- [WORK REQUEST] Each entry must be duplicated precisely, with nothing left out.

- [INPUT MATERIAL]

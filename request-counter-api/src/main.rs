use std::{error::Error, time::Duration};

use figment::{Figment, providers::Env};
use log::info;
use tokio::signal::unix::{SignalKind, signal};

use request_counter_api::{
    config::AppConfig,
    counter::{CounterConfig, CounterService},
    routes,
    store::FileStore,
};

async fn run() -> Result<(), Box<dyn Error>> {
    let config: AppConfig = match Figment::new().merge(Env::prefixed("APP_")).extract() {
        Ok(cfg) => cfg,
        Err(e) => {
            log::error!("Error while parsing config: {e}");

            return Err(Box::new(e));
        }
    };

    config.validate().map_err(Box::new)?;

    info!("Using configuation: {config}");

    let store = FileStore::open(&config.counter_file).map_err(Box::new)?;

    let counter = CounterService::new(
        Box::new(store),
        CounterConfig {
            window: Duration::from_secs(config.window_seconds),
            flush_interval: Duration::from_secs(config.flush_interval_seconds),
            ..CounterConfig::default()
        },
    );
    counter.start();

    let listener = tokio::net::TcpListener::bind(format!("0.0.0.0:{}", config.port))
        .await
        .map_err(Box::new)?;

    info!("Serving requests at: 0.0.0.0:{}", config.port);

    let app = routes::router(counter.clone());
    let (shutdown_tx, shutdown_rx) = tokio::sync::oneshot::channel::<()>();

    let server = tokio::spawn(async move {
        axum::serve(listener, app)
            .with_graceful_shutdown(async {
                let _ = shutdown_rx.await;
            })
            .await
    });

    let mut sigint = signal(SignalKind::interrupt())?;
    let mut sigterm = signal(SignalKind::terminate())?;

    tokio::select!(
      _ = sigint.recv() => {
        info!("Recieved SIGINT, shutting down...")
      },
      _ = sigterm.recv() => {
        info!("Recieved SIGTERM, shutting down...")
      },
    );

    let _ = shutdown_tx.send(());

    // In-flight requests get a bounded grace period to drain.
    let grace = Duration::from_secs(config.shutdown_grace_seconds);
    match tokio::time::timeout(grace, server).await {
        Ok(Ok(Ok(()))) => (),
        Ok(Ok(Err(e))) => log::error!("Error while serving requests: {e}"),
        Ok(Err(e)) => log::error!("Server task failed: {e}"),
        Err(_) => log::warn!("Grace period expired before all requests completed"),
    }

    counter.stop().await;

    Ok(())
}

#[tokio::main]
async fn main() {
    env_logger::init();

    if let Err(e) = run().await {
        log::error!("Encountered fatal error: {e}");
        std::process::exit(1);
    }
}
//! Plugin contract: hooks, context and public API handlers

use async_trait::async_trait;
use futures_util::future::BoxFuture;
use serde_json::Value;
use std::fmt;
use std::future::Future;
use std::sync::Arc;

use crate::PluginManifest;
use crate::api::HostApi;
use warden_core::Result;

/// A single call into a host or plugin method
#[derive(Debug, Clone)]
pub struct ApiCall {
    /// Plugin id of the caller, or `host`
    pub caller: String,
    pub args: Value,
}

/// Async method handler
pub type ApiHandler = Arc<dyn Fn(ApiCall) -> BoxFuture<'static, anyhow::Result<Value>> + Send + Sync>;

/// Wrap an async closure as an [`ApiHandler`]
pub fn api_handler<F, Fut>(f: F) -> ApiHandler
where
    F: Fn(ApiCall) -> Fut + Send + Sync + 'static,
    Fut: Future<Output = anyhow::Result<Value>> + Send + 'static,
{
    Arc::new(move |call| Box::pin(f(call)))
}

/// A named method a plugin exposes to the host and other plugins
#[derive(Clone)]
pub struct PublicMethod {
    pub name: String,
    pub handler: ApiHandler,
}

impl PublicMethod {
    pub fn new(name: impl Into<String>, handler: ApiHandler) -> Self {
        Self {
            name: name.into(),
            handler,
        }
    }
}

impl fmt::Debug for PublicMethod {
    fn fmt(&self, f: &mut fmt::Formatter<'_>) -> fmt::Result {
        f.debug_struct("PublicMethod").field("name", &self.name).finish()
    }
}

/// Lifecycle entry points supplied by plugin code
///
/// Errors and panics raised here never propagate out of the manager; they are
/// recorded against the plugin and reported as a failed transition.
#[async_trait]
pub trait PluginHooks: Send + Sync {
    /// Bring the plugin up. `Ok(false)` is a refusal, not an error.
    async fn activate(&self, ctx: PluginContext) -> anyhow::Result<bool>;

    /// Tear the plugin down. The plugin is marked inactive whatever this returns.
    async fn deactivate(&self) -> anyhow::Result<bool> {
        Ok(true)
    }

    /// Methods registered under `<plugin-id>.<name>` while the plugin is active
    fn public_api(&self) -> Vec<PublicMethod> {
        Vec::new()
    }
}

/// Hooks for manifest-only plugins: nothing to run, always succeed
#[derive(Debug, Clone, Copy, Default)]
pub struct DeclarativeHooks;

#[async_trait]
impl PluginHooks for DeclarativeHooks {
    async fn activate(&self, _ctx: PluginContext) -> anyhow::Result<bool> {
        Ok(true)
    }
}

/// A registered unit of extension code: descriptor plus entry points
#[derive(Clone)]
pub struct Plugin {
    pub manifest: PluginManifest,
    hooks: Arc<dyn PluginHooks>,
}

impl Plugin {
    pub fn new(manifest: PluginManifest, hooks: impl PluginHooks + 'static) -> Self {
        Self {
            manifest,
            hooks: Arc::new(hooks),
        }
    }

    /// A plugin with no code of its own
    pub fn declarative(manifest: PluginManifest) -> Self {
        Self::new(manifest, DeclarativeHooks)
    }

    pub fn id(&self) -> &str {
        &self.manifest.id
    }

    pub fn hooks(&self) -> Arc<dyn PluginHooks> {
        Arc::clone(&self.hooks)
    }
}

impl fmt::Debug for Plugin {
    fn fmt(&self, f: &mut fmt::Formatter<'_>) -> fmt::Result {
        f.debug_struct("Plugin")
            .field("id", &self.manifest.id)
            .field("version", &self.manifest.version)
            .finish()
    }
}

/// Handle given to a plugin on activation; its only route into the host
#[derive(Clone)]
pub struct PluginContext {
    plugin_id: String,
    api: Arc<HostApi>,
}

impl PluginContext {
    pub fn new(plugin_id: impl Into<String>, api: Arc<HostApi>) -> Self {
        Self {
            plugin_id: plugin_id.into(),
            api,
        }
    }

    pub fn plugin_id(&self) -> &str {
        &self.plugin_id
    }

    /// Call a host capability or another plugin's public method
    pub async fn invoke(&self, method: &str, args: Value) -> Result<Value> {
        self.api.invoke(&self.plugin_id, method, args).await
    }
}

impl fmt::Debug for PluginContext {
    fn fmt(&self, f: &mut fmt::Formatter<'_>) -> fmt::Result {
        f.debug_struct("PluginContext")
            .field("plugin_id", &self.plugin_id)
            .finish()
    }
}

- [TASK RESULT]
filename request-counter-api/src/main.rs
use std::{error::Error, time::Duration};

use figment::{Figment, providers::Env};
use log::info;
use tokio::signal::unix::{SignalKind, signal};

use request_counter_api::{
    config::AppConfig,
    counter::{CounterConfig, CounterService},
    routes,
    store::FileStore,
};

async fn run() -> Result<(), Box<dyn Error>> {
    let config: AppConfig = match Figment::new().merge(Env::prefixed("APP_")).extract() {
        Ok(cfg) => cfg,
        Err(e) => {
            log::error!("Error while parsing config: {e}");

            return Err(Box::new(e));
        }
    };

    config.validate().map_err(Box::new)?;

    info!("Using configuation: {config}");

    let store = FileStore::open(&config.counter_file).map_err(Box::new)?;

    let counter = CounterService::new(
        Box::new(store),
        CounterConfig {
            window: Duration::from_secs(config.window_seconds),
            flush_interval: Duration::from_secs(config.flush_interval_seconds),
            ..CounterConfig::default()
        },
    );
    counter.start();

    let listener = tokio::net::TcpListener::bind(format!("0.0.0.0:{}", config.port))
        .await
        .map_err(Box::new)?;

    info!("Serving requests at: 0.0.0.0:{}", config.port);

    let app = routes::router(counter.clone());
    let (shutdown_tx, shutdown_rx) = tokio::sync::oneshot::channel::<()>();

    let server = tokio::spawn(async move {
        axum::serve(listener, app)
            .with_graceful_shutdown(async {
                let _ = shutdown_rx.await;
            })
            .await
    });

    let mut sigint = signal(SignalKind::interrupt())?;
    let mut sigterm = signal(SignalKind::terminate())?;

    tokio::select!(
      _ = sigint.recv() => {
        info!("Recieved SIGINT, shutting down...")
      },
      _ = sigterm.recv() => {
        info!("Recieved SIGTERM, shutting down...")
      },
    );

    let _ = shutdown_tx.send(());

    // In-flight requests get a bounded grace period to drain.
    let grace = Duration::from_secs(config.shutdown_grace_seconds);
    match tokio::time::timeout(grace, server).await {
        Ok(Ok(Ok(()))) => (),
        Ok(Ok(Err(e))) => log::error!("Error while serving requests: {e}"),
        Ok(Err(e)) => log::error!("Server task failed: {e}"),
        Err(_) => log::warn!("Grace period expired before all requests completed"),
    }

    counter.stop().await;

    Ok(())
}

#[tokio::main]
async fn main() {
    env_logger::init();

    if let Err(e) = run().await {
        log::error!("Encountered fatal error: {e}");
        std::process::exit(1);
    }
}
//! Plugin contract: hooks, context and public API handlers

use async_trait::async_trait;
use futures_util::future::BoxFuture;
use serde_json::Value;
use std::fmt;
use std::future::Future;
use std::sync::Arc;

use crate::PluginManifest;
use crate::api::HostApi;
use warden_core::Result;

/// A single call into a host or plugin method
#[derive(Debug, Clone)]
pub struct ApiCall {
    /// Plugin id of the caller, or `host`
    pub caller: String,
    pub args: Value,
}

/// Async method handler
pub type ApiHandler = Arc<dyn Fn(ApiCall) -> BoxFuture<'static, anyhow::Result<Value>> + Send + Sync>;

/// Wrap an async closure as an [`ApiHandler`]
pub fn api_handler<F, Fut>(f: F) -> ApiHandler
where
    F: Fn(ApiCall) -> Fut + Send + Sync + 'static,
    Fut: Future<Output = anyhow::Result<Value>> + Send + 'static,
{
    Arc::new(move |call| Box::pin(f(call)))
}

/// A named method a plugin exposes to the host and other plugins
#[derive(Clone)]
pub struct PublicMethod {
    pub name: String,
    pub handler: ApiHandler,
}

impl PublicMethod {
    pub fn new(name: impl Into<String>, handler: ApiHandler) -> Self {
        Self {
            name: name.into(),
            handler,
        }
    }
}

impl fmt::Debug for PublicMethod {
    fn fmt(&self, f: &mut fmt::Formatter<'_>) -> fmt::Result {
        f.debug_struct("PublicMethod").field("name", &self.name).finish()
    }
}

/// Lifecycle entry points supplied by plugin code
///
/// Errors and panics raised here never propagate out of the manager; they are
/// recorded against the plugin and reported as a failed transition.
#[async_trait]
pub trait PluginHooks: Send + Sync {
    /// Bring the plugin up. `Ok(false)` is a refusal, not an error.
    async fn activate(&self, ctx: PluginContext) -> anyhow::Result<bool>;

    /// Tear the plugin down. The plugin is marked inactive whatever this returns.
    async fn deactivate(&self) -> anyhow::Result<bool> {
        Ok(true)
    }

    /// Methods registered under `<plugin-id>.<name>` while the plugin is active
    fn public_api(&self) -> Vec<PublicMethod> {
        Vec::new()
    }
}

/// Hooks for manifest-only plugins: nothing to run, always succeed
#[derive(Debug, Clone, Copy, Default)]
pub struct DeclarativeHooks;

#[async_trait]
impl PluginHooks for DeclarativeHooks {
    async fn activate(&self, _ctx: PluginContext) -> anyhow::Result<bool> {
        Ok(true)
    }
}

/// A registered unit of extension code: descriptor plus entry points
#[derive(Clone)]
pub struct Plugin {
    pub manifest: PluginManifest,
    hooks: Arc<dyn PluginHooks>,
}

impl Plugin {
    pub fn new(manifest: PluginManifest, hooks: impl PluginHooks + 'static) -> Self {
        Self {
            manifest,
            hooks: Arc::new(hooks),
        }
    }

    /// A plugin with no code of its own
    pub fn declarative(manifest: PluginManifest) -> Self {
        Self::new(manifest, DeclarativeHooks)
    }

    pub fn id(&self) -> &str {
        &self.manifest.id
    }

    pub fn hooks(&self) -> Arc<dyn PluginHooks> {
        Arc::clone(&self.hooks)
    }
}

impl fmt::Debug for Plugin {
    fn fmt(&self, f: &mut fmt::Formatter<'_>) -> fmt::Result {
        f.debug_struct("Plugin")
            .field("id", &self.manifest.id)
            .field("version", &self.manifest.version)
            .finish()
    }
}

/// Handle given to a plugin on activation; its only route into the host
#[derive(Clone)]
pub struct PluginContext {
    plugin_id: String,
    api: Arc<HostApi>,
}

impl PluginContext {
    pub fn new(plugin_id: impl Into<String>, api: Arc<HostApi>) -> Self {
        Self {
            plugin_id: plugin_id.into(),
            api,
        }
    }

    pub fn plugin_id(&self) -> &str {
        &self.plugin_id
    }

    /// Call a host capability or another plugin's public method
    pub async fn invoke(&self, method: &str, args: Value) -> Result<Value> {
        self.api.invoke(&self.plugin_id, method, args).await
    }
}

impl fmt::Debug for PluginContext {
    fn fmt(&self, f: &mut fmt::Formatter<'_>) -> fmt::Result {
        f.debug_struct("PluginContext")
            .field("plugin_id", &self.plugin_id)
            .finish()
    }
}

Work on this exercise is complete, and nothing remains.